Ik knipperde met mijn ogen, maar daarmee kon ik de ontstellende beelden niet wegwissen. Het bed niet en het beademingsapparaat niet en...
...de telefoon? Waarom staat er in godsnaam een telefoon op het ziekenhuisnachtkastje naast een stervende vrouw?
Het geslacht van het slachtoffer herkende ik alleen aan de lange haren en de borsten, waarvan de tepels al waren weggerot. Ze was niet het ontvoerde meisje, want haar gestalte kwam niet overeen met die van een meisje van negen. Verder was haar leeftijd onmogelijk vast te stellen, te meer daar alle tanden ontbraken, evenals enkele vingers en tenen.
‘Wat is daar beneden aan de hand?’ onderbrak Alina mijn gedachten. Ze had TomTom blijkbaar genegeerd en stond nu daar waar ik de bewegingsmelder in werking had gezet. TomTom wachtte een trede voor haar, hijgend en trillend van opwinding.
‘Ik kan het niet,’ kreunde ik gesmoord, terwijl ik nog steeds mijn best deed om de plaats van het misdrijf niet door een ondoordachte beweging te besmeuren.
Ik weet niet wat ik moet doen. Lieve God, ik hou dit niet langer vol.
Het beeld van de vrouw, die niets meer was dan een ademende wond, wilde niet verdwijnen, zelfs niet als ik een ogenblik mijn ogen sloot.
Ze was vastgesnoerd op een manier die ik nog nooit had gezien en haar hele lichaam was door een doorzichtig folie overtrokken, als een groot stuk vlees dat in een diepvrieszak was gestopt. In feite moest de maniak die voor deze perversie verantwoordelijk was alle lucht onder de folie uit hebben gezogen, die daardoor direct op de spieren onder de gescheurde huid lag.
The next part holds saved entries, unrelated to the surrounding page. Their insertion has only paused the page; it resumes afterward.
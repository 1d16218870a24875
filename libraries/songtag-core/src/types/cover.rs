use base64::{engine::general_purpose::STANDARD, Engine as _};

/// MIME type assumed for every cover image; content is not sniffed.
pub const JPEG_MIME_TYPE: &str = "image/jpeg";

/// Cover image bytes plus an assumed MIME type
#[derive(Debug, Clone, PartialEq, Eq)]
pub struct CoverImage {
    /// Raw image bytes
    pub data: Vec<u8>,
    /// MIME type (always "image/jpeg" for downloaded and local images)
    pub mime_type: String,
}

impl CoverImage {
    /// Create a cover image with an explicit MIME type
    pub fn new(data: Vec<u8>, mime_type: impl Into<String>) -> Self {
        Self {
            data,
            mime_type: mime_type.into(),
        }
    }

    /// Create a cover image assumed to be JPEG
    pub fn jpeg(data: Vec<u8>) -> Self {
        Self::new(data, JPEG_MIME_TYPE)
    }

    pub fn len(&self) -> usize {
        self.data.len()
    }

    pub fn is_empty(&self) -> bool {
        self.data.is_empty()
    }

    /// Get the data as a base64-encoded string
    pub fn to_base64(&self) -> String {
        STANDARD.encode(&self.data)
    }

    /// Get the image as a `data:` URL for rendering
    pub fn to_data_url(&self) -> String {
        format!("data:{};base64,{}", self.mime_type, self.to_base64())
    }
}
//! Tag container variants, selected once per file by extension.

mod comment;
mod frame;

pub use comment::CommentMapTags;
pub use frame::FrameTags;

use crate::error::{Result, TagError};
use songtag_core::{CoverImage, MetadataRecord, NOT_AVAILABLE};
use std::path::Path;

/// Audio formats with a tag codec
#[derive(Debug, Clone, Copy, PartialEq, Eq)]
pub enum TagFormat {
    /// MPEG audio with an ID3v2 frame tag
    Mp3,
    /// Ogg Opus with a Vorbis comment block
    Opus,
}

impl TagFormat {
    /// Select the format from a file extension (case-insensitive)
    pub fn from_path(path: &Path) -> Result<Self> {
        let ext = path
            .extension()
            .and_then(|e| e.to_str())
            .map(str::to_ascii_lowercase)
            .unwrap_or_default();

        match ext.as_str() {
            "mp3" => Ok(Self::Mp3),
            "opus" => Ok(Self::Opus),
            _ => Err(TagError::UnsupportedFormat(if ext.is_empty() {
                path.display().to_string()
            } else {
                format!(".{ext}")
            })),
        }
    }
}

/// Capabilities shared by both tag containers.
///
/// Reads report missing values as `"N/A"`. Writes skip empty fields, leaving
/// whatever the container already holds for them.
pub trait TagContainer {
    /// Current tag values
    fn read_fields(&self) -> MetadataRecord;

    /// First embedded picture, if any
    fn read_cover(&self) -> Option<CoverImage>;

    /// Overwrite the tag fields that are non-empty in `record`
    fn apply_fields(&mut self, record: &MetadataRecord);

    /// Replace every embedded picture with a single front cover
    fn apply_cover(&mut self, cover: &CoverImage);

    /// Flush the container to `path`
    fn save(&self, path: &Path) -> Result<()>;
}

/// A file's tag container, opened for reading or editing
pub enum AudioTags {
    Frame(FrameTags),
    CommentMap(CommentMapTags),
}

impl AudioTags {
    /// Open the tag container of an existing audio file.
    ///
    /// A file without any tag block opens as an empty container.
    pub fn open(path: &Path) -> Result<Self> {
        let format = TagFormat::from_path(path)?;

        if !path.exists() {
            return Err(TagError::FileNotFound(path.display().to_string()));
        }

        Ok(match format {
            TagFormat::Mp3 => Self::Frame(FrameTags::open(path)?),
            TagFormat::Opus => Self::CommentMap(CommentMapTags::open(path)?),
        })
    }

    fn container(&self) -> &dyn TagContainer {
        match self {
            Self::Frame(tags) => tags,
            Self::CommentMap(tags) => tags,
        }
    }

    fn container_mut(&mut self) -> &mut dyn TagContainer {
        match self {
            Self::Frame(tags) => tags,
            Self::CommentMap(tags) => tags,
        }
    }
}

impl TagContainer for AudioTags {
    fn read_fields(&self) -> MetadataRecord {
        self.container().read_fields()
    }

    fn read_cover(&self) -> Option<CoverImage> {
        self.container().read_cover()
    }

    fn apply_fields(&mut self, record: &MetadataRecord) {
        self.container_mut().apply_fields(record);
    }

    fn apply_cover(&mut self, cover: &CoverImage) {
        self.container_mut().apply_cover(cover);
    }

    fn save(&self, path: &Path) -> Result<()> {
        self.container().save(path)
    }
}

/// Read value or the `"N/A"` sentinel
pub(crate) fn or_not_available(value: Option<String>) -> String {
    value.unwrap_or_else(|| NOT_AVAILABLE.to_string())
}

/// At most the first four characters of a year to be written
pub(crate) fn truncate_year(year: &str) -> String {
    year.chars().take(4).collect()
}

/// Tag-bearing fields of a record paired with their values, in write order
pub(crate) fn writable_fields(record: &MetadataRecord) -> [(Field, String); 6] {
    [
        (Field::Artist, record.artist.clone()),
        (Field::Title, record.title.clone()),
        (Field::Album, record.album.clone()),
        (Field::Year, truncate_year(&record.year)),
        (Field::Track, record.track.clone()),
        (Field::Genre, record.genre.clone()),
    ]
}

#[derive(Debug, Clone, Copy, PartialEq, Eq)]
pub(crate) enum Field {
    Artist,
    Title,
    Album,
    Year,
    Track,
    Genre,
}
Toen ik de zin hiervan begreep begon ik te kokhalzen.
Vanwege de buren. Zodat het minder stinkt als ze levend wegrot.
Ze was inderdaad ingeseald, als een stuk levensmiddel in doorzichtig folie verpakt.
‘Heb je hulp nodig?’ vroeg Alina.
‘Nee, ik...’
Hulp. Ja, natuurlijk heb ik hulp nodig.
Ik keek op mijn telefoon en kreunde.
Logisch. We zijn in de kelder. Geen ontvangst.
Erger nog! De verbinding moest al bij de ingang zijn verbroken, want mijn telefoon meldde alleen nog een sms in het postvak uit. Het versturen was mislukt. Stoya wist niet waar ik was.
Snel draaide ik de gruwelkamer mijn rug toe en ging terug naar de trap.